* Records to use
■ ■ ■ ■

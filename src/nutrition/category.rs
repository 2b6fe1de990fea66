use serde::Serialize;

use crate::model::NutritionPer100g;

/// Broad food group used when no specific nutrition data exists
#[derive(Debug, Clone, Copy, PartialEq, Eq, Hash, Serialize)]
#[serde(rename_all = "lowercase")]
pub enum FoodCategory {
    Protein,
    Vegetable,
    Carb,
    Fat,
    Spice,
    Sauce,
    Generic,
}

impl FoodCategory {
    /// Fixed per-100g estimate for the category
    pub fn default_nutrition(&self) -> NutritionPer100g {
        match self {
            FoodCategory::Protein => NutritionPer100g::new(150.0, 25.0, 0.0, 5.0),
            FoodCategory::Vegetable => NutritionPer100g::new(25.0, 1.5, 5.0, 0.2),
            FoodCategory::Carb => NutritionPer100g::new(120.0, 3.0, 25.0, 0.5),
            FoodCategory::Fat => NutritionPer100g::new(800.0, 0.0, 0.0, 90.0),
            FoodCategory::Spice => NutritionPer100g::new(200.0, 8.0, 40.0, 5.0),
            FoodCategory::Sauce => NutritionPer100g::new(100.0, 2.0, 10.0, 5.0),
            FoodCategory::Generic => NutritionPer100g::new(50.0, 2.0, 10.0, 1.0),
        }
    }
}

/// A keyword that marks a category, optionally vetoed by a later word
#[derive(Debug, Clone, PartialEq, Eq)]
pub struct Keyword {
    term: String,
    unless_followed_by: Option<String>,
}

impl Keyword {
    pub fn new(term: impl Into<String>) -> Self {
        Self {
            term: term.into(),
            unless_followed_by: None,
        }
    }

    /// Veto the match when `word` appears anywhere after the keyword
    pub fn unless_followed_by(mut self, word: impl Into<String>) -> Self {
        self.unless_followed_by = Some(word.into());
        self
    }

    fn matches(&self, name: &str) -> bool {
        name.match_indices(self.term.as_str()).any(|(index, _)| {
            match &self.unless_followed_by {
                Some(veto) => !name[index + self.term.len()..].contains(veto.as_str()),
                None => true,
            }
        })
    }
}

const PROTEIN_KEYWORDS: &[&str] = &[
    "chicken", "beef", "pork", "fish", "salmon", "tuna", "turkey", "lamb", "tofu", "tempeh",
    "seitan", "egg",
];

const VEGETABLE_KEYWORDS: &[&str] = &[
    "broccoli",
    "carrot",
    "spinach",
    "kale",
    "lettuce",
    "tomato",
    "pepper",
    "onion",
    "garlic",
    "mushroom",
    "zucchini",
    "cucumber",
    "celery",
    "cauliflower",
    "cabbage",
    "asparagus",
    "eggplant",
];

const CARB_KEYWORDS: &[&str] = &[
    "rice", "pasta", "bread", "potato", "quinoa", "oats", "noodle", "tortilla", "pita", "bagel",
    "cereal",
];

const FAT_KEYWORDS: &[&str] = &["oil", "butter", "margarine", "lard", "shortening"];

const SPICE_KEYWORDS: &[&str] = &[
    "pepper",
    "salt",
    "cumin",
    "paprika",
    "oregano",
    "basil",
    "thyme",
    "rosemary",
    "cinnamon",
    "ginger",
    "turmeric",
    "cayenne",
    "chili powder",
];

const SAUCE_KEYWORDS: &[&str] = &[
    "sauce", "dressing", "marinade", "salsa", "pesto", "mayo", "mustard", "ketchup", "gravy",
];

/// Keyword classifier; categories are tested in list order and the first hit wins
#[derive(Debug, Clone)]
pub struct CategoryRules {
    rules: Vec<(FoodCategory, Vec<Keyword>)>,
}

impl Default for CategoryRules {
    fn default() -> Self {
        fn keywords(terms: &[&str]) -> Vec<Keyword> {
            terms.iter().map(|term| Keyword::new(*term)).collect()
        }

        let mut fats = keywords(FAT_KEYWORDS);
        fats.push(Keyword::new("cream").unless_followed_by("cheese"));

        Self {
            rules: vec![
                (FoodCategory::Protein, keywords(PROTEIN_KEYWORDS)),
                (FoodCategory::Vegetable, keywords(VEGETABLE_KEYWORDS)),
                (FoodCategory::Carb, keywords(CARB_KEYWORDS)),
                (FoodCategory::Fat, fats),
                (FoodCategory::Spice, keywords(SPICE_KEYWORDS)),
                (FoodCategory::Sauce, keywords(SAUCE_KEYWORDS)),
            ],
        }
    }
}

impl CategoryRules {
    pub fn new(rules: Vec<(FoodCategory, Vec<Keyword>)>) -> Self {
        Self { rules }
    }

    /// Classify by unanchored, case-insensitive substring match.
    pub fn categorize(&self, ingredient: &str) -> FoodCategory {
        let name = ingredient.to_lowercase();
        self.rules
            .iter()
            .find(|(_, keywords)| keywords.iter().any(|keyword| keyword.matches(&name)))
            .map(|(category, _)| *category)
            .unwrap_or(FoodCategory::Generic)
    }

    pub fn default_nutrition(&self, ingredient: &str) -> NutritionPer100g {
        self.categorize(ingredient).default_nutrition()
    }
}

#[cfg(test)]
mod tests {
    use super::*;

    #[test]
    fn test_categories() {
        let rules = CategoryRules::default();
        assert_eq!(rules.categorize("Smoked Salmon"), FoodCategory::Protein);
        assert_eq!(rules.categorize("baby kale"), FoodCategory::Vegetable);
        assert_eq!(rules.categorize("rice noodles"), FoodCategory::Carb);
        assert_eq!(rules.categorize("sesame oil"), FoodCategory::Fat);
        assert_eq!(rules.categorize("smoked paprika"), FoodCategory::Spice);
        assert_eq!(rules.categorize("hoisin sauce"), FoodCategory::Sauce);
        assert_eq!(rules.categorize("saffron"), FoodCategory::Generic);
    }

    #[test]
    fn test_priority_order() {
        let rules = CategoryRules::default();
        // "pepper" is a vegetable keyword before it is a spice keyword
        assert_eq!(rules.categorize("black pepper"), FoodCategory::Vegetable);
        // protein is tested before vegetable
        assert_eq!(rules.categorize("eggplant"), FoodCategory::Protein);
        // protein before sauce
        assert_eq!(rules.categorize("fish sauce"), FoodCategory::Protein);
    }

    #[test]
    fn test_cream_is_fat_unless_cheese_follows() {
        let rules = CategoryRules::default();
        assert_eq!(rules.categorize("heavy cream"), FoodCategory::Fat);
        assert_eq!(rules.categorize("cream cheese"), FoodCategory::Generic);
        assert_eq!(rules.categorize("sour cream"), FoodCategory::Fat);
    }

    #[test]
    fn test_default_profiles() {
        let rules = CategoryRules::default();
        assert_eq!(
            rules.default_nutrition("olive tapenade"),
            NutritionPer100g::new(50.0, 2.0, 10.0, 1.0)
        );
        assert_eq!(
            rules.default_nutrition("canola oil"),
            NutritionPer100g::new(800.0, 0.0, 0.0, 90.0)
        );
    }

    #[test]
    fn test_custom_rules() {
        let rules = CategoryRules::new(vec![(
            FoodCategory::Sauce,
            vec![Keyword::new("aioli")],
        )]);
        assert_eq!(rules.categorize("garlic aioli"), FoodCategory::Sauce);
        assert_eq!(rules.categorize("garlic"), FoodCategory::Generic);
    }
}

■ ■ ■ ■

* What the task requires
Would you show each line of the listing above that has the string "ingredient"?

* Task solution
    pub fn categorize(&self, ingredient: &str) -> FoodCategory {
        let name = ingredient.to_lowercase();
    pub fn default_nutrition(&self, ingredient: &str) -> NutritionPer100g {
        self.categorize(ingredient).default_nutrition()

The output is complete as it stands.